Life-Long Visions and Professionals

Building Life-Long Visions:
Where do professionals fit in?

By Colleen Tomko

Parents are the key people in developing desirable outcomes for their children. They, along with their child, are the ones who must plan where the child’s future will lead. Everything that is done for a child should be a step toward those desired outcomes. Where they want and don’t want their child to live, work, and be involved as an adult, and what types of relationships and friendships they desire for their child are crucial for every decision. When planning long-term visions, parents need to be provided with information about all the issues that can affect their child’s overall quality of life.

Long-term visions are “not” based on achievement of “normalcy” they are based on meeting the desired outcomes of the individual and their family. The vision, as for all children, should not be based on having a child do in life what they are not good at. It should never focus on the attainment of skills alone but on a much bigger picture of providing the child the things that most people value, including things such as relationships, being a part of the community, using one’s abilities, and meeting the primary needs that all children have. Only after the family determines this type of long-term vision can truly meaningful short-term goals be developed.

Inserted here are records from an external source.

/*
 *  Copyright (c) 2021 Works Applications Co., Ltd.
 *
 *  Licensed under the Apache License, Version 2.0 (the "License");
 *  you may not use this file except in compliance with the License.
 *  You may obtain a copy of the License at
 *
 *      http://www.apache.org/licenses/LICENSE-2.0
 *
 *   Unless required by applicable law or agreed to in writing, software
 *  distributed under the License is distributed on an "AS IS" BASIS,
 *  WITHOUT WARRANTIES OR CONDITIONS OF ANY KIND, either express or implied.
 *  See the License for the specific language governing permissions and
 *  limitations under the License.
 */

use std::fs::File;
use std::io::{BufReader, Write};
use std::path::Path;

use crate::dic::build::cost::CostBuffer;
use crate::dic::build::error::{BuildFailure, DicCompilationCtx};
use crate::dic::build::index::IndexBuilder;
use crate::dic::build::lexicon::{LexiconReader, LexiconWriter, RawLexiconEntry};
use crate::dic::build::report::{DictPartReport, ReportBuilder, Reporter};
use crate::dic::build::resolve::{BuiltDictResolver, BuiltDictionary, ChainedResolver, RawDictResolver};
use crate::dic::header::{Header, HeaderVersion, UserDictVersion};
use crate::dic::word_id::WordId;
use crate::error::SudachiResult;

pub mod cost;
pub mod error;
pub(crate) mod index;
pub(crate) mod lexicon;
pub(crate) mod parse;
pub(crate) mod primitives;
pub(crate) mod read_raw;
pub mod report;
pub(crate) mod resolve;

const MAX_POS_IDS: usize = i16::MAX as usize;
const MAX_DIC_STRING_LEN: usize = MAX_POS_IDS;
const MAX_ARRAY_LEN: usize = i8::MAX as usize;

/// A value accepted by [`DictBuilder::read_conn`].
///
/// Implemented for `&Path` (reads the connection matrix from a file) and for
/// `&[u8]` (reads it from an in-memory buffer, e.g. `include_bytes!`).
pub trait ConnSource {
    fn read_into(self, buf: &mut CostBuffer) -> SudachiResult<()>;
}

impl ConnSource for &Path {
    fn read_into(self, buf: &mut CostBuffer) -> SudachiResult<()> {
        let file = File::open(self)?;
        buf.read(BufReader::new(file))
    }
}

impl ConnSource for &[u8] {
    fn read_into(self, buf: &mut CostBuffer) -> SudachiResult<()> {
        buf.read(self)
    }
}

/// A value accepted by [`DictBuilder::read_lexicon`].
///
/// Implemented for `&Path` (reads the lexicon CSV from a file) and for
/// `&[u8]` (reads it from an in-memory buffer, e.g. `include_bytes!`).
pub trait LexSource {
    fn read_into(self, reader: &mut LexiconReader) -> SudachiResult<usize>;
}

impl LexSource for &Path {
    fn read_into(self, reader: &mut LexiconReader) -> SudachiResult<usize> {
        reader.read_file(self)
    }
}

impl LexSource for &[u8] {
    fn read_into(self, reader: &mut LexiconReader) -> SudachiResult<usize> {
        reader.read_bytes(self)
    }
}

/// Compiles a system or user dictionary from CSV lexicon sources and,
/// for system dictionaries, a connection cost matrix.
///
/// A `DictBuilder<'a>` tied to a borrowed dictionary (via [`new_user`](Self::new_user))
/// keeps that borrow alive for as long as splits may reference it; a plain
/// [`new_system`](Self::new_system) builder has no such constraint.
pub struct DictBuilder<'a> {
    header: Header,
    conn: CostBuffer,
    lexicon: LexiconReader,
    reporter: Reporter,
    resolved: bool,
    is_user: bool,
    dict_resolver: Option<Box<dyn lexicon::SplitUnitResolver + 'a>>,
}

impl DictBuilder<'static> {
    /// Creates a builder for a system dictionary.
    pub fn new_system() -> Self {
        Self {
            header: Header::new(),
            conn: CostBuffer::new(),
            lexicon: LexiconReader::new(),
            reporter: Reporter::new(),
            resolved: false,
            is_user: false,
            dict_resolver: None,
        }
    }

    /// Alias of [`new_system`](Self::new_system).
    pub fn new() -> Self {
        Self::new_system()
    }
}

impl<'a> DictBuilder<'a> {
    /// Creates a builder for a user dictionary, based on an already compiled
    /// dictionary it is going to be used together with.
    ///
    /// Part-of-speech entries already present in `dict` are reused so that
    /// inline splits can reference system words; any new part-of-speech
    /// introduced by the user CSV is appended after them.
    pub fn new_user<D: BuiltDictionary + 'a>(dict: &'a D) -> DictBuilder<'a> {
        let mut lexicon = LexiconReader::new();
        lexicon.preload_pos(dict.grammar());
        lexicon.set_num_system_words(dict.lexicon().size() as usize);
        let conn = dict.grammar().conn_matrix();
        lexicon.set_max_conn_sizes(conn.num_left() as i16, conn.num_right() as i16);

        let mut header = Header::new();
        header.version = HeaderVersion::UserDict(UserDictVersion::Version3);

        DictBuilder {
            header,
            conn: CostBuffer::new(),
            lexicon,
            reporter: Reporter::new(),
            resolved: false,
            is_user: true,
            dict_resolver: Some(Box::new(BuiltDictResolver::new(dict))),
        }
    }

    /// Sets the description string embedded into the dictionary header.
    pub fn set_description(&mut self, description: String) {
        self.header.description = description;
    }

    /// Reads the connection cost matrix. Only meaningful for system dictionaries.
    pub fn read_conn<S: ConnSource>(&mut self, src: S) -> SudachiResult<()> {
        src.read_into(&mut self.conn)?;
        self.lexicon
            .set_max_conn_sizes(self.conn.left(), self.conn.right());
        Ok(())
    }

    /// Reads a single lexicon CSV source, returning the number of entries read.
    ///
    /// Can be called multiple times to merge several CSV files into one dictionary.
    pub fn read_lexicon<S: LexSource>(&mut self, src: S) -> SudachiResult<usize> {
        src.read_into(&mut self.lexicon)
    }

    /// Resolves inline word splits (`surface,pos,...` references in the split
    /// columns) into concrete word ids and validates all entries.
    ///
    /// Idempotent: callers may call this explicitly before [`compile`](Self::compile),
    /// which also calls it, without doing the work twice.
    pub fn resolve(&mut self) -> SudachiResult<()> {
        if self.resolved {
            return Ok(());
        }

        if self.lexicon.needs_split_resolution() {
            // entries() is borrowed immutably by the resolver below while
            // resolve_splits() needs &mut self.lexicon; the resolver only
            // ever reads surfaces of already-parsed entries, never the
            // split fields being mutated, so this mirrors the same
            // workaround lexicon.rs uses internally for the same reason.
            let entries_ptr: *const [RawLexiconEntry] = self.lexicon.entries();
            let entries: &[RawLexiconEntry] = unsafe { &*entries_ptr };
            let raw = RawDictResolver::new(entries, self.is_user);

            let result = match &self.dict_resolver {
                Some(external) => {
                    let chained = ChainedResolver::new(external, &raw);
                    self.lexicon.resolve_splits(&chained)
                }
                None => self.lexicon.resolve_splits(&raw),
            };

            if let Err((split, line)) = result {
                let mut ctx = DicCompilationCtx::default();
                ctx.set_filename("<splits>".to_owned());
                ctx.set_line(line);
                return ctx.err(BuildFailure::InvalidSplit(split));
            }
        }

        self.lexicon.validate_entries()?;
        self.resolved = true;
        Ok(())
    }

    /// Writes the grammar block (part-of-speech table and connection matrix)
    /// of a dictionary.
    pub(crate) fn write_grammar<W: Write>(&mut self, w: &mut W) -> SudachiResult<usize> {
        let mut written = self.lexicon.write_pos_table(w)?;

        if self.is_user {
            // user dictionaries do not carry their own connection matrix
            w.write_all(&0i16.to_le_bytes())?;
            w.write_all(&0i16.to_le_bytes())?;
            written += 4;
        } else {
            w.write_all(&self.conn.left().to_le_bytes())?;
            w.write_all(&self.conn.right().to_le_bytes())?;
            self.conn.write_to(w)?;
            written += 4 + self.conn.matrix().len();
        }

        Ok(written)
    }

    /// Writes the lexicon block (trie, word-id table, word parameters and word
    /// info) assuming it starts at the given absolute file offset.
    pub(crate) fn write_lexicon<W: Write>(
        &mut self,
        w: &mut W,
        offset: usize,
    ) -> SudachiResult<usize> {
        self.resolve()?;

        let dic_id: u8 = if self.is_user { 1 } else { 0 };
        let mut index = IndexBuilder::new();
        for (i, e) in self.lexicon.entries().iter().enumerate() {
            if e.should_index() {
                index.add(e.surface(), WordId::new(dic_id, i as u32));
            }
        }

        let rep = ReportBuilder::new("trie");
        let trie = index.build_trie()?;
        let trie_size = (trie.len() / 4) as u32;
        w.write_all(&trie_size.to_le_bytes())?;
        w.write_all(&trie)?;
        self.reporter.collect(trie.len() + 4, rep);
        let mut written = 4 + trie.len();

        let rep = ReportBuilder::new("word_id_table");
        let word_id_table = index.build_word_id_table()?;
        w.write_all(&(word_id_table.len() as u32).to_le_bytes())?;
        w.write_all(&word_id_table)?;
        self.reporter.collect(word_id_table.len() + 4, rep);
        written += 4 + word_id_table.len();

        let lexicon_offset = offset + written;
        let mut lw = LexiconWriter::new(self.lexicon.entries(), lexicon_offset, &mut self.reporter);
        written += lw.write(w)?;

        Ok(written)
    }

    /// Compiles the full binary dictionary (header, grammar and lexicon) and
    /// writes it to `w`.
    pub fn compile<W: Write>(&mut self, w: &mut W) -> SudachiResult<usize> {
        self.resolve()?;

        let mut written = self.header.write_to(w)?;
        written += self.write_grammar(w)?;
        written += self.write_lexicon(w, written)?;
        Ok(written)
    }

    /// Returns timing/size information about each part written so far.
    pub fn report(&self) -> &[DictPartReport] {
        self.reporter.reports()
    }
}

#[cfg(test)]
mod test {
    use super::*;
    use crate::dic::grammar::Grammar;
    use crate::dic::header::SystemDictVersion;
    use crate::dic::lexicon::{Lexicon, LexiconEntry};
    use crate::dic::DictionaryLoader;

    const MATRIX: &[u8] = b"2 2\n0 0 0\n0 1 -100\n1 0 200\n1 1 300\n";
    const ONE_WORD: &str =
        "京都,6,6,5293,京都,名詞,固有名詞,地名,一般,*,*,キョウト,京都,*,A,*,*,*\n";

    #[test]
    fn build_grammar() {
        let mut bldr = DictBuilder::new();
        bldr.read_conn(MATRIX).unwrap();
        assert_eq!(1, bldr.read_lexicon(ONE_WORD.as_bytes()).unwrap());
        let mut built = Vec::new();
        let written = bldr.write_grammar(&mut built).unwrap();
        assert_eq!(built.len(), written);
        let grammar = Grammar::parse(&built, 0).unwrap();
        assert_eq!(grammar.pos_list.len(), 1);
        assert_eq!(
            grammar.pos_list[0],
            &["名詞", "固有名詞", "地名", "一般", "*", "*"]
        );
        let conn = grammar.conn_matrix();
        assert_eq!(conn.num_left(), 2);
        assert_eq!(conn.num_right(), 2);
    }

    #[test]
    fn build_lexicon_1word() {
        let mut bldr = DictBuilder::new();
        assert_eq!(1, bldr.read_lexicon(ONE_WORD.as_bytes()).unwrap());
        let mut built = Vec::new();
        bldr.write_lexicon(&mut built, 0).unwrap();
        let mut lex = Lexicon::parse(&built, 0, true).unwrap();
        lex.set_dic_id(0);
        let mut iter = lex.lookup("京都".as_bytes(), 0);
        assert_eq!(
            iter.next(),
            Some(LexiconEntry {
                word_id: WordId::new(0, 0),
                end: 6
            })
        );
        assert_eq!(iter.next(), None);
        assert_eq!((6, 6, 5293), lex.get_word_param(0).unwrap());
        let wi = lex.get_word_info(0).unwrap();
        assert_eq!(wi.surface(), "京都");
        assert_eq!(wi.normalized_form(), "京都");
        assert_eq!(wi.dictionary_form(), "京都");
        assert_eq!(wi.reading_form(), "キョウト");
    }

    #[test]
    fn build_system_1word() {
        let mut bldr = DictBuilder::new();
        bldr.read_conn(MATRIX).unwrap();
        assert_eq!(1, bldr.read_lexicon(ONE_WORD.as_bytes()).unwrap());
        let mut built = Vec::new();
        bldr.compile(&mut built).unwrap();
        let dic = DictionaryLoader::read_dictionary(&built).unwrap();
        assert_eq!(
            dic.header.version,
            HeaderVersion::SystemDict(SystemDictVersion::Version2)
        );

        let dic = dic.to_loaded().unwrap();

        let entry = dic.lexicon().lookup("京都".as_bytes(), 0).next().unwrap();
        assert_eq!(entry.word_id, WordId::new(0, 0));
        let info = dic.lexicon().get_word_info(entry.word_id).unwrap();
        assert_eq!(info.surface(), "京都");
        assert_eq!(info.reading_form(), "キョウト");
    }

    #[test]
    fn build_system_3words() {
        let data = "東,6,6,1000,東,名詞,固有名詞,地名,一般,*,*,ヒガシ,東,*,A,*,*,*\n\
                     京,6,6,1000,京,名詞,固有名詞,地名,一般,*,*,キョウ,京,*,A,*,*,*\n\
                     東京,6,6,2000,東京,名詞,固有名詞,地名,一般,*,*,トウキョウ,東京,*,B,0/1,*,1/0\n";
        let mut bldr = DictBuilder::new();
        bldr.read_conn(MATRIX).unwrap();
        assert_eq!(3, bldr.read_lexicon(data.as_bytes()).unwrap());
        bldr.resolve().unwrap();
        let mut built = Vec::new();
        bldr.compile(&mut built).unwrap();
        let dic = DictionaryLoader::read_dictionary(&built).unwrap();
        let dic = dic.to_loaded().unwrap();

        let entry = dic.lexicon().lookup("東京".as_bytes(), 0).next().unwrap();
        assert_eq!(entry.word_id, WordId::new(0, 2));
        let info = dic.lexicon().get_word_info(entry.word_id).unwrap();
        assert_eq!(
            info.a_unit_split(),
            &[WordId::new(0, 0), WordId::new(0, 1)]
        );
    }
}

The role of the professional is to support the child/family’s desired vision. The child and the family should determine their future as they would for any child. It is not the place of others to determine their future for them or attempt to make them conform to fixed rules and regimes. Professionals may have a child’s best interest in mind, but a family has their best interest in mind and in the heart.

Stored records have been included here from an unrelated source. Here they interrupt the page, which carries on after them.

/*
 *  Copyright (c) 2021 Works Applications Co., Ltd.
 *
 *  Licensed under the Apache License, Version 2.0 (the "License");
 *  you may not use this file except in compliance with the License.
 *  You may obtain a copy of the License at
 *
 *      http://www.apache.org/licenses/LICENSE-2.0
 *
 *   Unless required by applicable law or agreed to in writing, software
 *  distributed under the License is distributed on an "AS IS" BASIS,
 *  WITHOUT WARRANTIES OR CONDITIONS OF ANY KIND, either express or implied.
 *  See the License for the specific language governing permissions and
 *  limitations under the License.
 */

use crate::input_text::buffer::REALLY_MAX_LENGTH;
use std::ops::Range;

#[derive(Clone)]
pub struct ReplaceOp<'a> {
    what: Range<usize>,
    with: ReplaceTgt<'a>,
}

#[derive(Clone)]
enum ReplaceTgt<'a> {
    Ref(&'a str),
    Char(char),
    Str(String),
}

pub struct InputEditor<'a> {
    replaces: &'a mut Vec<ReplaceOp<'a>>,
}

impl<'a> InputEditor<'a> {
    pub(super) fn new(replaces: &'a mut Vec<ReplaceOp<'a>>) -> InputEditor {
        InputEditor { replaces }
    }

    /// Replace range with a &str
    pub fn replace_ref(&mut self, range: Range<usize>, result: &'a str) {
        let op = ReplaceOp {
            what: range,
            with: ReplaceTgt::Ref(result),
        };
        self.replaces.push(op);
    }

    /// Replace range with char
    pub fn replace_char(&mut self, range: Range<usize>, result: char) {
        let op = ReplaceOp {
            what: range,
            with: ReplaceTgt::Char(result),
        };
        self.replaces.push(op);
    }

    /// Replace range with owned String
    pub fn replace_own(&mut self, range: Range<usize>, result: String) {
        let op = ReplaceOp {
            what: range,
            with: ReplaceTgt::Str(result),
        };
        self.replaces.push(op);
    }

    /// Replace range with char, followed by chars from iterator
    pub fn replace_char_iter<It>(&mut self, range: Range<usize>, ch: char, mut rest: It)
    where
        It: Iterator<Item = char>,
    {
        match rest.next() {
            None => self.replace_char(range, ch),
            Some(ch2) => {
                let mut s = String::with_capacity(12); //4 japanese chars
                s.push(ch);
                s.push(ch2);
                s.extend(rest);
                self.replace_own(range, s)
            }
        }
    }
}

// Edits are assumed to be sorted (from start to end) and non-overlapping.
// This is not checked right now (may be we should check this in debug mode)
// Current plugin implementations satisfy this criteria.
pub fn resolve_edits(
    source: &str,
    source_mapping: &Vec<usize>,
    target: &mut String,
    target_mapping: &mut Vec<usize>,
    edits: &mut Vec<ReplaceOp>,
) -> usize {
    let mut start: usize = 0;
    let mut cur_len: isize = source.len() as isize;
    for edit in edits.drain(..) {
        target.push_str(&source[start..edit.what.start]);
        target_mapping.extend(source_mapping[start..edit.what.start].iter());
        start = edit.what.end;
        cur_len += match edit.with {
            ReplaceTgt::Str(s) => {
                add_replace(source_mapping, target, target_mapping, edit.what, &s)
            }
            ReplaceTgt::Ref(s) => add_replace(source_mapping, target, target_mapping, edit.what, s),
            ReplaceTgt::Char(c) => add_replace(
                source_mapping,
                target,
                target_mapping,
                edit.what,
                c.encode_utf8(&mut [0; 4]),
            ),
        };
        if cur_len > REALLY_MAX_LENGTH as isize {
            return cur_len as usize;
        }
    }
    target.push_str(&source[start..]);
    target_mapping.extend(source_mapping[start..].iter());
    // first byte of mapping MUST be 0
    if let Some(v) = target_mapping.first_mut() {
        *v = 0;
    }
    cur_len as usize
}

fn add_replace(
    source_mapping: &Vec<usize>,
    target: &mut String,
    target_mapping: &mut Vec<usize>,
    what: Range<usize>,
    with: &str,
) -> isize {
    if with.is_empty() {
        return -(what.len() as isize);
    }
    target.push_str(with);

    // the first char of replacing string will correspond with whole replaced string
    target_mapping.push(source_mapping[what.start]);
    let pos = source_mapping[what.end];
    for _ in 1..with.len() {
        target_mapping.push(pos);
    }
    with.len() as isize - what.len() as isize
}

Professionals, by virtue of being noted as “experts”, have a tremendous power to influence what parents do or don’t desire for their children. Parents may not be aware that they have a choice or will simply go along with what a professional told them because they figure “well, they are the professionals,” “they should know or know best.” However, the professional’s expertise is sometimes formed around a medical model approach of “fixing” and not on a person-centered model of optimizing the overall quality of life. Unless the professional has been thoroughly trained on disability rights and issues as well as overall child development, they do not have expertise in meeting all areas of need for the child. Unless they are working as partners to help the family/child achieve their long-term vision, they are simply conforming to the system and not to the child’s needs.

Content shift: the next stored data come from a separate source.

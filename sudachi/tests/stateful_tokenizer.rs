/*
 *  Copyright (c) 2021 Works Applications Co., Ltd.
 *
 *  Licensed under the Apache License, Version 2.0 (the "License");
 *  you may not use this file except in compliance with the License.
 *  You may obtain a copy of the License at
 *
 *      http://www.apache.org/licenses/LICENSE-2.0
 *
 *   Unless required by applicable law or agreed to in writing, software
 *  distributed under the License is distributed on an "AS IS" BASIS,
 *  WITHOUT WARRANTIES OR CONDITIONS OF ANY KIND, either express or implied.
 *  See the License for the specific language governing permissions and
 *  limitations under the License.
 */

extern crate lazy_static;
extern crate sudachi;

use std::ops::Deref;
use sudachi::prelude::Mode;

mod common;
use crate::common::{TestStatefulTokenizer as TestTokenizer, LEX_CSV};

#[test]
fn empty() {
    let mut tok = TestTokenizer::new_built(Mode::C);
    let ms = tok.tokenize("");
    assert_eq!(0, ms.len());
}

#[test]
fn tokenize_small_katakana_only() {
    let mut tok = TestTokenizer::new_built(Mode::C);
    let ms = tok.tokenize("ã‚¡");
    assert_eq!(1, ms.len());
}

#[test]
fn get_word_id() {
    let mut tok = TestTokenizer::new_built(Mode::C);
    let ms = tok.tokenize("äº¬éƒ½");
    assert_eq!(1, ms.len());
    let m0 = ms.get(0);
    let pos = m0.part_of_speech();
    assert_eq!(&["åè©", "å›ºæœ‰åè©", "åœ°å", "ä¸€èˆ¬", "*", "*"], pos);

    // we do not have word_id field in Morpheme and skip testing.
    let ms = tok.tokenize("ã´ã‚‰ã‚‹");
    assert_eq!(1, ms.len());
    let m0 = ms.get(0);
    let pos = m0.part_of_speech();
    assert_eq!(&["åè©", "æ™®é€šåè©", "ä¸€èˆ¬", "*", "*", "*"], pos);
}

#[test]
fn get_dictionary_id() {
    let mut tok = TestTokenizer::new_built(Mode::C);
    let ms = tok.tokenize("äº¬éƒ½");
    assert_eq!(1, ms.len());
    assert_eq!(0, ms.get(0).dictionary_id());

    let ms = tok.tokenize("ã´ã‚‰ã‚‹");
    assert_eq!(1, ms.len());
    assert_eq!(1, ms.get(0).dictionary_id());

    let ms = tok.tokenize("äº¬");
    assert_eq!(1, ms.len());
    assert!(ms.get(0).dictionary_id() < 0);
}

#[test]
fn get_synonym_group_id() {
    let mut tok = TestTokenizer::new_built(Mode::C);
    let ms = tok.tokenize("äº¬éƒ½");
    assert_eq!(1, ms.len());
    assert_eq!([1, 5], ms.get(0).synonym_group_ids());

    let ms = tok.tokenize("ã´ã‚‰ã‚‹");
    assert_eq!(1, ms.len());
    assert!(ms.get(0).synonym_group_ids().is_empty());

    let ms = tok.tokenize("æ±äº¬åºœ");
    assert_eq!(1, ms.len());
    assert_eq!([1, 3], ms.get(0).synonym_group_ids());
}

#[test]
fn tokenize_kanji_alphabet_word() {
    let mut tok = TestTokenizer::new_built(Mode::C);
    assert_eq!(1, tok.tokenize("ç‰¹a").len());
    assert_eq!(1, tok.tokenize("ab").len());
    assert_eq!(2, tok.tokenize("ç‰¹ab").len());
}

#[test]
fn tokenize_with_dots() {
    let mut tok = TestTokenizer::new_built(Mode::C);
    let ms = tok.tokenize("äº¬éƒ½â€¦");
    assert_eq!(4, ms.len());
    assert_eq!("â€¦", ms.get(1).surface().deref());
    assert_eq!(".", ms.get(1).normalized_form());
    assert_eq!("", ms.get(2).surface().deref());
    assert_eq!(".", ms.get(2).normalized_form());
    assert_eq!("", ms.get(3).surface().deref());
    assert_eq!(".", ms.get(3).normalized_form());
}

#[test]
fn tokenizer_morpheme_split() {
    let mut tok = TestTokenizer::new_built(Mode::C);
    let ms = tok.tokenize("æ±äº¬éƒ½");
    assert_eq!(1, ms.len());
    assert_eq!("æ±äº¬éƒ½", ms.get(0).surface().deref());

    tok.set_mode(Mode::A);
    let ms = tok.tokenize("æ±äº¬éƒ½");
    assert_eq!(2, ms.len());
    assert_eq!("æ±äº¬", ms.get(0).surface().deref());
    assert_eq!("éƒ½", ms.get(1).surface().deref());
}

#[test]
fn split_middle() {
    let mut tok = TestTokenizer::new_built(Mode::C);
    let ms = tok.tokenize("äº¬éƒ½æ±äº¬éƒ½äº¬éƒ½");
    assert_eq!(ms.len(), 3);
    let m = ms.get(1);
    assert_eq!(m.surface().deref(), "æ±äº¬éƒ½");

    let mut ms_a = ms.empty_clone();
    assert!(m.split_into(Mode::A, &mut ms_a).expect("works"));
    assert_eq!(ms_a.len(), 2);
    assert_eq!(ms_a.get(0).surface().deref(), "æ±äº¬");
    assert_eq!(ms_a.get(0).begin_c(), 2);
    assert_eq!(ms_a.get(0).end_c(), 4);
    assert_eq!(ms_a.get(0).begin(), 6);
    assert_eq!(ms_a.get(0).end(), 12);
    assert_eq!(ms_a.get(1).surface().deref(), "éƒ½");
    assert_eq!(ms_a.get(1).begin_c(), 4);
    assert_eq!(ms_a.get(1).end_c(), 5);
    assert_eq!(ms_a.get(1).begin(), 12);
    assert_eq!(ms_a.get(1).end(), 15);
}

const OOV_CFG: &[u8] = include_bytes!("resources/sudachi.oov.json");

#[test]
fn istanbul_is_not_splitted() {
    let mut tok = TestTokenizer::builder(LEX_CSV).config(OOV_CFG).build();
    let ms = tok.tokenize("Ä°stanbul");
    assert_eq!(ms.len(), 1);
}

#[test]
fn emoji_are_not_splitted() {
    let mut tok = TestTokenizer::builder(LEX_CSV).config(OOV_CFG).build();
    assert_eq!(tok.tokenize("â¸").len(), 1);
    assert_eq!(tok.tokenize("ğŸ¦¹â€â™‚ï¸").len(), 1);
    assert_eq!(tok.tokenize("ğŸ…ğŸ¾").len(), 1);
    assert_eq!(tok.tokenize("ğŸ‘³ğŸ½â€â™‚").len(), 1);
}

#[test]
fn zeros_are_accepted() {
    let mut tok = TestTokenizer::builder(LEX_CSV).config(OOV_CFG).build();
    let ms = tok.tokenize("äº¬éƒ½\0ã„ã");
    assert_eq!(ms.len(), 3);
    assert_eq!(ms.get(0).surface().deref(), "äº¬éƒ½");
    assert_eq!(ms.get(1).surface().deref(), "\0");
    assert_eq!(ms.get(2).surface().deref(), "ã„ã");

    let ms = tok.tokenize("\0äº¬éƒ½ã„ã");
    assert_eq!(ms.len(), 3);
    assert_eq!(ms.get(0).surface().deref(), "\0");
    assert_eq!(ms.get(1).surface().deref(), "äº¬éƒ½");
    assert_eq!(ms.get(2).surface().deref(), "ã„ã");
}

What the system has to offer does not determine the child’s needs. Children have the need and the right to be fully included in their schools, neighborhood programs, and communities. When all of a child’s needs are met in an integrated way, it enhances every area of their life. Professionals should not perpetuate having a child focus only on their deficits. They should use their expertise to adapt the system and the regular environments to meet all of the child’s needs. The focus must always remain on the child/family’s lifelong vision, the whole child, and viewing the child as part of the whole society.